One of Quebec’s best known greenhouse propagators, who in recent years launched an aggressive expansion into organic vegetables, is seeking creditor protection.
Les Serres Lefort, which operates almost 50 acres of greenhouse facilities at Sainte-Clotilde in Quebec’s Monteregie, announced Sept. 10 it had filed a notice of intention on Sept. 6 to file a proposal with Quebec’s Superior Court.
The filing of the notice of intention effectively stays any proceedings against the Lefort business, pending court approval of its proposal.
Documents posted by bankruptcy trustee Raymond Chabot lay out about $44.68 million in debts owed to three secured and 148 unsecured creditors — the secured creditors being financial co-operative Desjardins ($31.68 million), provincial business development lender Investissement Quebec ($6.9 million) and RBC Banque Royale ($1,911).

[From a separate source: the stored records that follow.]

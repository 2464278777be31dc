//! Orchestrator configuration from TOML (`[orchestrator]` section)
//!
//! ```toml
//! [orchestrator]
//! max_rounds = 3
//! retrieval_concurrency = 4
//! run_timeout_secs = 600   # 0 disables the run deadline
//! use_cache = true
//! output_format = "markdown"
//! ```

use serde::{Deserialize, Serialize};
use std::time::Duration;
use thinker_domain::{ConfigIssue, ConfigIssueCode, OrchestratorConfig, OutputFormat};

#[derive(Debug, Clone, PartialEq, Serialize, Deserialize)]
#[serde(default)]
pub struct FileOrchestratorConfig {
    pub max_rounds: u32,
    pub retrieval_concurrency: usize,
    pub run_timeout_secs: u64,
    /// Default `use_cache` for plan steps and synthesis-requested scrapes
    pub use_cache: bool,
    /// Page format requested from the scrape service: markdown, html or text
    pub output_format: String,
}

impl Default for FileOrchestratorConfig {
    fn default() -> Self {
        let defaults = OrchestratorConfig::default();
        Self {
            max_rounds: defaults.max_rounds,
            retrieval_concurrency: defaults.retrieval_concurrency,
            run_timeout_secs: defaults.run_timeout.map_or(0, |t| t.as_secs()),
            use_cache: defaults.default_use_cache,
            output_format: defaults.output_format.as_str().to_string(),
        }
    }
}

impl FileOrchestratorConfig {
    pub fn parse_output_format(&self) -> (OutputFormat, Vec<ConfigIssue>) {
        match self.output_format.parse() {
            Ok(format) => (format, Vec::new()),
            Err(_) => (
                OutputFormat::Markdown,
                vec![ConfigIssue::warning(
                    ConfigIssueCode::UnknownOutputFormat,
                    format!(
                        "orchestrator.output_format: unknown value '{}', falling back to 'markdown'",
                        self.output_format
                    ),
                )],
            ),
        }
    }

    /// Build the domain config; zero limits are raised to one.
    pub fn to_orchestrator_config(&self) -> (OrchestratorConfig, Vec<ConfigIssue>) {
        let (format, mut issues) = self.parse_output_format();
        if self.max_rounds == 0 {
            issues.push(ConfigIssue::warning(
                ConfigIssueCode::LimitClamped,
                "orchestrator.max_rounds is 0, using 1",
            ));
        }
        if self.retrieval_concurrency == 0 {
            issues.push(ConfigIssue::warning(
                ConfigIssueCode::LimitClamped,
                "orchestrator.retrieval_concurrency is 0, using 1",
            ));
        }

        let run_timeout =
            (self.run_timeout_secs > 0).then(|| Duration::from_secs(self.run_timeout_secs));
        let config = OrchestratorConfig::default()
            .with_max_rounds(self.max_rounds)
            .with_retrieval_concurrency(self.retrieval_concurrency)
            .with_run_timeout(run_timeout)
            .with_default_use_cache(self.use_cache)
            .with_output_format(format);
        (config, issues)
    }
}
//! Console output formatter for run outcomes

use crate::cli::commands::OutputMode;
use colored::Colorize;
use thinker_domain::{ResearchReport, RunError, RunOutcome, TaskStatus, ValidationResult, Verdict};

/// Formats run outcomes for console display
pub struct ConsoleFormatter;

impl ConsoleFormatter {
    /// Format an outcome in the requested mode
    pub fn format(outcome: &RunOutcome, mode: OutputMode) -> String {
        match mode {
            OutputMode::Full => Self::format_full(outcome),
            OutputMode::Summary => Self::format_summary_only(outcome),
            OutputMode::Json => Self::format_json(outcome),
        }
    }

    pub fn format_full(outcome: &RunOutcome) -> String {
        match outcome {
            RunOutcome::DirectAnswer { text } => format!("{}\n", text),
            RunOutcome::Clarification { questions } => Self::format_clarification(questions),
            RunOutcome::Report(report) => Self::format_report(report),
        }
    }

    /// Format as JSON
    pub fn format_json(outcome: &RunOutcome) -> String {
        serde_json::to_string_pretty(outcome).unwrap_or_else(|_| "{}".to_string())
    }

    /// Only the answer text (concise output)
    pub fn format_summary_only(outcome: &RunOutcome) -> String {
        match outcome {
            RunOutcome::DirectAnswer { text } => format!("{}\n", text),
            RunOutcome::Clarification { questions } => Self::format_clarification(questions),
            RunOutcome::Report(report) => format!("{}\n", report.summary.trim_end()),
        }
    }

    pub fn format_clarification(questions: &[String]) -> String {
        let mut output = format!("{}\n", "I need a bit more detail:".yellow().bold());
        for question in questions {
            output.push_str(&format!("  ? {}\n", question));
        }
        output
    }

    pub fn format_report(report: &ResearchReport) -> String {
        let mut output = String::new();

        output.push_str(&Self::header("Research Report"));
        output.push('\n');
        output.push_str(&format!(
            "{} {}\n",
            "Objective:".cyan().bold(),
            report.objective
        ));

        output.push_str(&Self::section_header("Summary"));
        output.push_str(report.summary.trim_end());
        output.push('\n');

        let sources = report.sources();
        if !sources.is_empty() {
            output.push_str(&Self::section_header("Sources"));
            for (i, source) in sources.iter().enumerate() {
                output.push_str(&format!("  [{}] {}\n", i + 1, source));
            }
        }

        output.push_str(&Self::section_header("Validation"));
        match (&report.validation, &report.validation_error) {
            (Some(validation), _) => output.push_str(&Self::format_validation(validation)),
            (None, Some(error)) => output.push_str(&format!(
                "{} {}\n",
                "Validation unavailable:".yellow(),
                error
            )),
            (None, None) => output.push_str(&format!("{}\n", "Not run".dimmed())),
        }

        if report.possibly_incomplete {
            output.push_str(&format!(
                "\n{} {}\n",
                "!".yellow().bold(),
                "Research stopped at the round limit; the summary may be incomplete.".yellow()
            ));
        }

        let done = report
            .tasks
            .iter()
            .filter(|t| t.status() == TaskStatus::Done)
            .count();
        let failed = report
            .tasks
            .iter()
            .filter(|t| t.status() == TaskStatus::Failed)
            .count();
        output.push_str(&format!(
            "\n{}\n",
            format!(
                "{} round(s), {} task(s) done, {} failed, {} piece(s) of evidence",
                report.rounds,
                done,
                failed,
                report.evidence.len()
            )
            .dimmed()
        ));

        output.push_str(&Self::footer());
        output
    }

    fn format_validation(validation: &ValidationResult) -> String {
        let mut output = match validation.verdict() {
            Verdict::Verified => format!("{} all claims supported\n", "v verified".green().bold()),
            Verdict::IssuesFound => format!(
                "{} {} claim(s) flagged\n",
                "x issues found".red().bold(),
                validation.flagged().len()
            ),
        };
        for claim in validation.flagged() {
            output.push_str(&format!("  - {}\n", claim));
        }
        output
    }

    pub fn format_error(error: &RunError) -> String {
        if error.is_cancelled() {
            return format!("{}\n", "Cancelled.".yellow());
        }
        format!(
            "{} {} ({})\n",
            "Error:".red().bold(),
            error.message,
            error.kind
        )
    }

    fn header(title: &str) -> String {
        let line = "=".repeat(60);
        format!("{}\n{:^60}\n{}", line.cyan(), title.bold(), line.cyan())
    }

    fn section_header(title: &str) -> String {
        format!("\n{}\n{}\n", title.cyan().bold(), "-".repeat(40))
    }

    fn footer() -> String {
        format!("{}\n", "=".repeat(60).cyan())
    }
}
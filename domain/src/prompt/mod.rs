//! Prompt domain
//!
//! Prompt text and output schemas for each structured model call of a run.

pub mod schema;
mod template;

pub use template::{MAX_EVIDENCE_CHARS, PromptTemplate};
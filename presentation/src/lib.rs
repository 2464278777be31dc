//! Presentation layer for agent-thinker
//!
//! This crate contains CLI definitions, output formatters,
//! progress reporters, and the interactive chat interface.

pub mod chat;
pub mod cli;
pub mod output;
pub mod progress;

// Re-export commonly used types
pub use chat::ChatRepl;
pub use cli::commands::{Cli, OutputMode};
pub use output::console::ConsoleFormatter;
pub use progress::reporter::{ProgressReporter, SimpleProgress};
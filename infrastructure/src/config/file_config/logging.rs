//! Logging configuration from TOML (`[logging]` section)

use serde::{Deserialize, Serialize};
use std::path::PathBuf;

#[derive(Debug, Clone, PartialEq, Serialize, Deserialize)]
#[serde(default)]
pub struct FileLoggingConfig {
    /// Directory for the log file and run transcripts; no file logging when unset
    pub dir: Option<PathBuf>,
    /// Write a JSONL transcript of each run next to the log file
    pub transcript: bool,
}

impl Default for FileLoggingConfig {
    fn default() -> Self {
        Self {
            dir: None,
            transcript: true,
        }
    }
}
//! Process-local page cache.

use async_trait::async_trait;
use std::collections::HashMap;
use thinker_application::ports::page_cache::{CacheError, PageCache};
use thinker_domain::{CacheEntry, CacheKey};
use tokio::sync::RwLock;

/// [`PageCache`] backed by a `HashMap`; lost when the process exits.
#[derive(Default)]
pub struct InMemoryPageCache {
    entries: RwLock<HashMap<CacheKey, CacheEntry>>,
}

impl InMemoryPageCache {
    pub fn new() -> Self {
        Self::default()
    }
}

#[async_trait]
impl PageCache for InMemoryPageCache {
    async fn get(&self, key: &CacheKey) -> Result<Option<CacheEntry>, CacheError> {
        Ok(self.entries.read().await.get(key).cloned())
    }

    async fn put(&self, key: &CacheKey, entry: CacheEntry) -> Result<(), CacheError> {
        self.entries.write().await.insert(key.clone(), entry);
        Ok(())
    }

    async fn remove(&self, key: &CacheKey) -> Result<bool, CacheError> {
        Ok(self.entries.write().await.remove(key).is_some())
    }

    async fn clear(&self) -> Result<(), CacheError> {
        self.entries.write().await.clear();
        Ok(())
    }

    async fn len(&self) -> Result<usize, CacheError> {
        Ok(self.entries.read().await.len())
    }
}

#[cfg(test)]
mod tests {
    use super::*;
    use std::sync::Arc;
    use thinker_domain::OutputFormat;

    fn key(url: &str, format: OutputFormat) -> CacheKey {
        CacheKey::new(url, format).unwrap()
    }

    #[tokio::test]
    async fn test_put_get_remove() {
        let cache = InMemoryPageCache::new();
        let k = key("https://tokio.rs", OutputFormat::Markdown);

        assert!(cache.get(&k).await.unwrap().is_none());
        cache.put(&k, CacheEntry::new("# Tokio")).await.unwrap();
        assert_eq!(cache.get(&k).await.unwrap().unwrap().content, "# Tokio");
        assert_eq!(cache.len().await.unwrap(), 1);

        assert!(cache.remove(&k).await.unwrap());
        assert!(!cache.remove(&k).await.unwrap());
        assert_eq!(cache.len().await.unwrap(), 0);
    }

    #[tokio::test]
    async fn test_format_is_part_of_key() {
        let cache = InMemoryPageCache::new();
        cache
            .put(&key("https://tokio.rs", OutputFormat::Markdown), CacheEntry::new("md"))
            .await
            .unwrap();

        assert!(cache
            .get(&key("https://tokio.rs", OutputFormat::Html))
            .await
            .unwrap()
            .is_none());
        // Normalization makes these the same key
        assert!(cache
            .get(&key("HTTPS://Tokio.rs/#intro", OutputFormat::Markdown))
            .await
            .unwrap()
            .is_some());
    }

    #[tokio::test]
    async fn test_concurrent_writers_converge() {
        let cache = Arc::new(InMemoryPageCache::new());
        let k = key("https://tokio.rs", OutputFormat::Markdown);

        let mut handles = Vec::new();
        for i in 0..8 {
            let cache = Arc::clone(&cache);
            let k = k.clone();
            handles.push(tokio::spawn(async move {
                cache.put(&k, CacheEntry::new(format!("v{i}"))).await.unwrap();
            }));
        }
        for handle in handles {
            handle.await.unwrap();
        }

        assert_eq!(cache.len().await.unwrap(), 1);
        let content = cache.get(&k).await.unwrap().unwrap().content;
        assert!(content.starts_with('v'));
    }
}
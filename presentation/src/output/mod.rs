//! Output formatting for run outcomes

pub mod console;
//! Command-line interface definitions

pub mod commands;
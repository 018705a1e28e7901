//! HTTP surface: login routes, health probe and the reverse proxy

pub mod proxy;
mod router;
mod server;

pub use proxy::{ProxyError, ProxyMediator};
pub use router::{AppState, create_router};
pub use server::Gateway;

Reasons for the company’s filing weren’t given in the documents available online, but company president Sylvain Lefort was quoted Tuesday in La Terre de chez nous, the news arm of Quebec’s Union des producteurs agricoles (UPA), as saying the company’s returns from organic vegetable production fell short of its targets.
Lefort also told the newspaper he was in the midst of negotiations to ensure the company’s operations would continue.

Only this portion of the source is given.